- Peter Mandelson, conhecido como “o príncipe das trevas”, deixou o Partido Trabalhista britânico após a divulgação de novos documentos de Jeffrey Epstein que mostram uma relação próxima entre eles.
- Os papéis revelam que Epstein lhe emprestou 75 mil dólares e financiou estudos de osteopatia do então namorado, Reinaldo Avila da Silva, com quem Mandelson se casou em 2023.
- Em mensagem de 2009, Mandelson sugere que Epstein intervenha com a banca JPMorgan para pressionar o governo britânico a frear aumento de tributos sobre bonificações, com Epstein propondo “amenazar suavemente”.
- O Labour abriu procedimento disciplinar sobre Mandelson, e o atual líder do partido, Keir Starmer, pediu que ele deixe seu assento na Câmara dos Lordes.
- Mandelson teve papel central na era Blair, ocupou cargos no governo Brown e retornou à política antes de atuar como embaixador no país, cargo que teve de abandonar devido às controvérsias.
Peter Mandelson deixou o Partido Trabalhista após surgirem evidências de vínculos com Jeffrey Epstein, no contexto de novas informações públicas sobre a relação entre o político britânico e o financista.
Os documentos do Departamento de Justiça dos EUA, divulgados no fim de semana, mostram amizade próxima e ajuda mútua entre Mandelson e Epstein. O ex-assessor de Tony Blair se afastou do combate político para preservar o partido.
Entre as revelações, consta um empréstimo de Epstein de 75 mil dólares a Mandelson e apoio financeiro aos estudos de osteopatia de seu então namorado. Mandelson se casou em 2023 com Reinaldo Avila da Silva.
Contexto político
O material de 2009, divulgado pelo Financial Times, aponta que Mandelson sugeriu que Epstein pressionasse o governo britânico para frear uma decisão fiscal favorável aos bancos, em meio à crise de 2008.

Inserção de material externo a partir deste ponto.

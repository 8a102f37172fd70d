use super::{now, MetadataStore};
use crate::{
    tables::clients::{self, CLIENT_NAME, CREATED_AT, EMAIL, PHONE, UPDATED_AT},
    Client, ClientUpdate, NewClient, Result,
};

use crm_core::stmt::{Filter, OrderBy, Value, ValueRecord};
use uuid::Uuid;

impl MetadataStore<'_> {
    /// Inserts a client. Custom columns take their defaults.
    pub async fn create_client(&mut self, new: NewClient) -> Result<Client> {
        let created_at = now();

        let client = Client {
            id: Uuid::new_v4(),
            name: new.name,
            email: new.email,
            phone: new.phone,
            created_at,
            updated_at: created_at,
        };

        let values = vec![
            client.id.into(),
            client.name.as_str().into(),
            client.email.as_str().into(),
            client.phone.as_str().into(),
            client.created_at.into(),
            client.updated_at.into(),
        ];

        self.insert(self.tables.clients, values).await?;
        Ok(client)
    }

    /// All clients, newest first.
    pub async fn all_clients(&mut self) -> Result<Vec<Client>> {
        self.select(self.tables.clients, None, Some(OrderBy::desc(CREATED_AT)))
            .await?
            .into_iter()
            .map(client_from_record)
            .collect()
    }

    pub async fn client_by_id(&mut self, id: Uuid) -> Result<Option<Client>> {
        self.select_one(self.tables.clients, Filter::eq(clients::ID, id))
            .await?
            .map(client_from_record)
            .transpose()
    }

    pub async fn update_client(&mut self, id: Uuid, update: ClientUpdate) -> Result<Client> {
        let mut assignments = vec![];

        if let Some(name) = update.name {
            assignments.push((CLIENT_NAME, Value::from(name)));
        }

        if let Some(email) = update.email {
            assignments.push((EMAIL, Value::from(email)));
        }

        if let Some(phone) = update.phone {
            assignments.push((PHONE, Value::from(phone)));
        }

        assignments.push((UPDATED_AT, Value::from(now())));

        self.update_by_id(self.tables.clients, id, assignments)
            .await?;

        match self.client_by_id(id).await? {
            Some(client) => Ok(client),
            None => Err(self.not_found(self.tables.clients, id)),
        }
    }

    pub async fn delete_client(&mut self, id: Uuid) -> Result<()> {
        self.delete_by_id(self.tables.clients, id).await
    }
}

fn client_from_record(record: ValueRecord) -> Result<Client> {
    let [id, name, email, phone, created_at, updated_at] =
        record.into_array::<{ clients::WIDTH }>()?;

    Ok(Client {
        id: id.to_uuid()?,
        name: name.to_string()?,
        email: email.to_option_string()?.unwrap_or_default(),
        phone: phone.to_option_string()?.unwrap_or_default(),
        created_at: created_at.to_timestamp()?,
        updated_at: updated_at.to_timestamp()?,
    })
}
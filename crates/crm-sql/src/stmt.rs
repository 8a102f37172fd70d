mod add_column;
pub use add_column::AddColumn;

mod column_def;
pub use column_def::ColumnDef;

mod create_table;
pub use create_table::CreateTable;

mod describe_table;
pub use describe_table::DescribeTable;

mod drop_column;
pub use drop_column::DropColumn;

mod name;
pub use name::Name;

mod rename_column;
pub use rename_column::RenameColumn;

pub use crm_core::driver::operation::{Delete, Insert, Select, Update};

use crm_core::driver::{
    operation::{AlterTable, AlterTableAction},
    Capability,
};

#[derive(Debug, Clone)]
pub enum Statement {
    AddColumn(AddColumn),
    CreateTable(CreateTable),
    Delete(Delete),
    DescribeTable(DescribeTable),
    DropColumn(DropColumn),
    Insert(Insert),
    RenameColumn(RenameColumn),
    Select(Select),
    Update(Update),
}

impl Statement {
    /// Builds the statement for a structural change.
    ///
    /// `IF [NOT] EXISTS` guards are only emitted when the database understands
    /// them; otherwise the caller is expected to check the live table first.
    pub fn alter_table(alter: &AlterTable, capability: &Capability) -> Self {
        let table = Name::from(&alter.table);

        match &alter.action {
            AlterTableAction::AddColumnIfNotExists(column) => AddColumn {
                table,
                column: ColumnDef::from_schema(column),
                if_not_exists: capability.column_if_exists,
            }
            .into(),
            AlterTableAction::RenameColumn { from, to } => RenameColumn {
                table,
                from: Name::from(from),
                to: Name::from(to),
            }
            .into(),
            AlterTableAction::DropColumnIfExists(name) => DropColumn {
                table,
                name: Name::from(name),
                if_exists: capability.column_if_exists,
            }
            .into(),
        }
    }

    /// Returns true if executing the statement produces rows.
    pub fn returns_rows(&self) -> bool {
        matches!(self, Statement::Select(_) | Statement::DescribeTable(_))
    }
}

impl From<Delete> for Statement {
    fn from(value: Delete) -> Self {
        Self::Delete(value)
    }
}

impl From<Insert> for Statement {
    fn from(value: Insert) -> Self {
        Self::Insert(value)
    }
}

impl From<Select> for Statement {
    fn from(value: Select) -> Self {
        Self::Select(value)
    }
}

impl From<Update> for Statement {
    fn from(value: Update) -> Self {
        Self::Update(value)
    }
}
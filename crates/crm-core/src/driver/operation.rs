mod alter_table;
pub use alter_table::{AlterTable, AlterTableAction};

mod create_table;
pub use create_table::CreateTable;

mod delete;
pub use delete::Delete;

mod describe_table;
pub use describe_table::DescribeTable;

mod exec_sql;
pub use exec_sql::ExecSql;

mod insert;
pub use insert::Insert;

mod select;
pub use select::Select;

mod transaction;
pub use transaction::Transaction;

mod update;
pub use update::Update;

#[derive(Debug, Clone, PartialEq)]
pub enum Operation {
    /// Structural change against a live table
    AlterTable(AlterTable),

    /// Create a registered table if absent
    CreateTable(CreateTable),

    /// Delete the rows matching a filter
    Delete(Delete),

    /// Introspect a live table's columns
    DescribeTable(DescribeTable),

    /// Execute one raw command string
    ExecSql(ExecSql),

    /// Create a new record
    Insert(Insert),

    /// Read rows of a table
    Select(Select),

    /// Execute a transaction lifecycle op
    Transaction(Transaction),

    /// Update the rows matching a filter
    Update(Update),
}

impl Operation {
    pub fn is_alter_table(&self) -> bool {
        matches!(self, Operation::AlterTable(_))
    }

    pub fn is_transaction(&self) -> bool {
        matches!(self, Operation::Transaction(_))
    }
}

O ex-ministro destacou que a conduta fazia parte de uma estratégia para evitar danos ao setor financeiro. O royce de Mandelson é alvo de investigações do Labour e do Parlamento.
O líder Keir Starmer pediu apuração completa sobre as atividades do ex-ministro em governos trabalhistas. Mandelson afirmou que investigaria as acusações e renunciou à filiação para não prejudicar o partido.